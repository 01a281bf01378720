//! Random wall placement with a retry loop that only accepts mazes whose
//! search reaches the bottom row.
//!
//! Every cell rolls a left wall with probability `1 - p_top` and a top wall
//! with probability `p_top`. A top wall is skipped when the cell above is
//! already walled on its top, left and right; that would close it off
//! completely. Enclosed cells can still appear through other combinations,
//! which is fine: the retry loop only cares that the bottom is reachable.

use rand::Rng;
use tracing::{debug, info};

use crate::error::MazeError;
use crate::grid::{Grid, Layout, Walls};
use crate::search::search;

pub const DEFAULT_MAX_ATTEMPTS: usize = 10_000;

#[derive(Debug, Clone)]
pub struct MazeGenerator {
    layout: Layout,
    max_attempts: usize,
}

impl Default for MazeGenerator {
    fn default() -> Self {
        Self::new(Layout::default())
    }
}

impl MazeGenerator {
    pub fn new(layout: Layout) -> Self {
        Self {
            layout,
            max_attempts: DEFAULT_MAX_ATTEMPTS,
        }
    }

    pub fn with_max_attempts(mut self, max_attempts: usize) -> Self {
        self.max_attempts = max_attempts.max(1);
        self
    }

    pub fn max_attempts(&self) -> usize {
        self.max_attempts
    }

    /// Generates mazes until one has a route from the entry to the bottom
    /// row. The returned grid is reset: all cells empty except the entry.
    pub fn generate(&self, rng: &mut impl Rng) -> Result<Grid, MazeError> {
        for attempt in 1..=self.max_attempts {
            let mut grid = random_maze(&self.layout, rng);
            let entry = grid.entry();
            let strike = search(&mut grid, entry);
            if strike.row == self.layout.bottom_row() {
                info!(attempt, strike_col = strike.col, "generated maze");
                grid.reset();
                return Ok(grid);
            }
            debug!(attempt, strike_row = strike.row, "maze has no route to the bottom");
        }
        Err(MazeError::GenerationExhausted {
            attempts: self.max_attempts,
        })
    }
}

/// One unchecked roll of walls. May have no route to the bottom.
pub fn random_maze(layout: &Layout, rng: &mut impl Rng) -> Grid {
    let width = layout.width;
    let mut walls: Vec<Walls> = Vec::with_capacity(width * layout.height);
    for row in 0..layout.height {
        for col in 0..width {
            let encloses_above = row > 0 && {
                let above = walls[(row - 1) * width + col];
                let above_right_left = col + 1 < width && walls[(row - 1) * width + col + 1].left;
                above.top && above.left && above_right_left
            };
            let top = !encloses_above && rng.gen::<f64>() < layout.p_top;
            let left = rng.gen::<f64>() < 1.0 - layout.p_top;
            walls.push(Walls { top, left });
        }
    }
    Grid::from_walls(*layout, walls)
}

#[cfg(test)]
mod tests {
    use super::*;
    use crate::grid::{CellState, Dir, Pos};
    use rand::rngs::StdRng;
    use rand::SeedableRng;
    use std::collections::VecDeque;

    /// Plain flood fill over open edges, independent of the frontier search.
    fn reaches_bottom(grid: &Grid) -> bool {
        let (width, height) = grid.dimensions();
        let mut seen = vec![vec![false; width]; height];
        let mut queue = VecDeque::new();
        let entry = grid.entry();
        seen[entry.row][entry.col] = true;
        queue.push_back(entry);
        while let Some(pos) = queue.pop_front() {
            if pos.row == height - 1 {
                return true;
            }
            for dir in [Dir::Up, Dir::Down, Dir::Left, Dir::Right] {
                if !grid.can_move(pos, dir) {
                    continue;
                }
                if let Some(next) = grid.neighbor(pos, dir) {
                    if !seen[next.row][next.col] {
                        seen[next.row][next.col] = true;
                        queue.push_back(next);
                    }
                }
            }
        }
        false
    }

    #[test]
    fn test_generated_maze_reaches_bottom() {
        let mut rng = StdRng::seed_from_u64(7);
        let generator = MazeGenerator::default();
        for _ in 0..3 {
            let grid = generator.generate(&mut rng).expect("maze generation failed");
            assert_eq!(grid.dimensions(), (64, 128));
            assert!(reaches_bottom(&grid), "generated maze has no route down");
        }
    }

    #[test]
    fn test_generated_maze_is_reset() {
        let mut rng = StdRng::seed_from_u64(99);
        let grid = MazeGenerator::default()
            .generate(&mut rng)
            .expect("maze generation failed");
        assert_eq!(grid.state(Pos::new(0, 32)), CellState::Start);
        assert_eq!(grid.count(|s| *s == CellState::Start), 1);
        assert_eq!(grid.count(|s| *s == CellState::Empty), 64 * 128 - 1);
    }

    #[test]
    fn test_small_layouts_are_valid() {
        let mut rng = StdRng::seed_from_u64(3);
        let generator = MazeGenerator::new(Layout::new(6, 10).unwrap());
        for _ in 0..20 {
            let grid = generator.generate(&mut rng).expect("maze generation failed");
            assert!(reaches_bottom(&grid));
        }
    }

    #[test]
    fn test_avoids_closing_the_cell_above() {
        let layout = Layout::default();
        let mut rng = StdRng::seed_from_u64(11);
        for _ in 0..5 {
            let grid = random_maze(&layout, &mut rng);
            for row in 1..layout.height {
                for col in 0..layout.width - 1 {
                    let above = grid.walls(Pos::new(row - 1, col));
                    let above_right = grid.walls(Pos::new(row - 1, col + 1));
                    if above.top && above.left && above_right.left {
                        assert!(
                            !grid.walls(Pos::new(row, col)).top,
                            "cell ({}, {col}) sealed from all sides",
                            row - 1
                        );
                    }
                }
            }
        }
    }

    #[test]
    fn test_wall_density_tracks_p_top() {
        let layout = Layout::default();
        let mut rng = StdRng::seed_from_u64(5);
        let grid = random_maze(&layout, &mut rng);
        let cells = (layout.width * layout.height) as f64;
        let tops = grid.iter().filter(|(_, c)| c.walls.top).count() as f64 / cells;
        let lefts = grid.iter().filter(|(_, c)| c.walls.left).count() as f64 / cells;

        // The guard only ever removes top walls.
        assert!(tops <= layout.p_top + 0.03, "top density {tops}");
        assert!(tops > layout.p_top - 0.1, "top density {tops}");
        assert!((lefts - (1.0 - layout.p_top)).abs() < 0.03, "left density {lefts}");
    }

    #[test]
    fn test_single_attempt_surfaces_exhaustion() {
        // On a 1x2 layout the only edge down is walled with probability p_top,
        // so across enough seeds a single attempt both succeeds and fails.
        let layout = Layout::new(1, 2).unwrap();
        let generator = MazeGenerator::new(layout).with_max_attempts(1);
        assert_eq!(generator.max_attempts(), 1);

        let outcomes: Vec<Result<Grid, MazeError>> = (0..64)
            .map(|seed| generator.generate(&mut StdRng::seed_from_u64(seed)))
            .collect();
        assert!(outcomes.iter().any(|r| r.is_ok()));
        assert!(outcomes
            .iter()
            .any(|r| matches!(r, Err(MazeError::GenerationExhausted { attempts: 1 }))));
        for grid in outcomes.into_iter().flatten() {
            assert!(reaches_bottom(&grid));
        }
    }

    #[test]
    fn test_zero_attempts_clamps_to_one() {
        let generator = MazeGenerator::default().with_max_attempts(0);
        assert_eq!(generator.max_attempts(), 1);
    }
}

◆ ◆ ◆ ◆ ◆

**TASK GOAL**
Above are some records. Copy each of their lines that holds the string "false".

**SOLUTION TO THIS EXERCISE**
        let mut seen = vec![vec![false; width]; height];
        false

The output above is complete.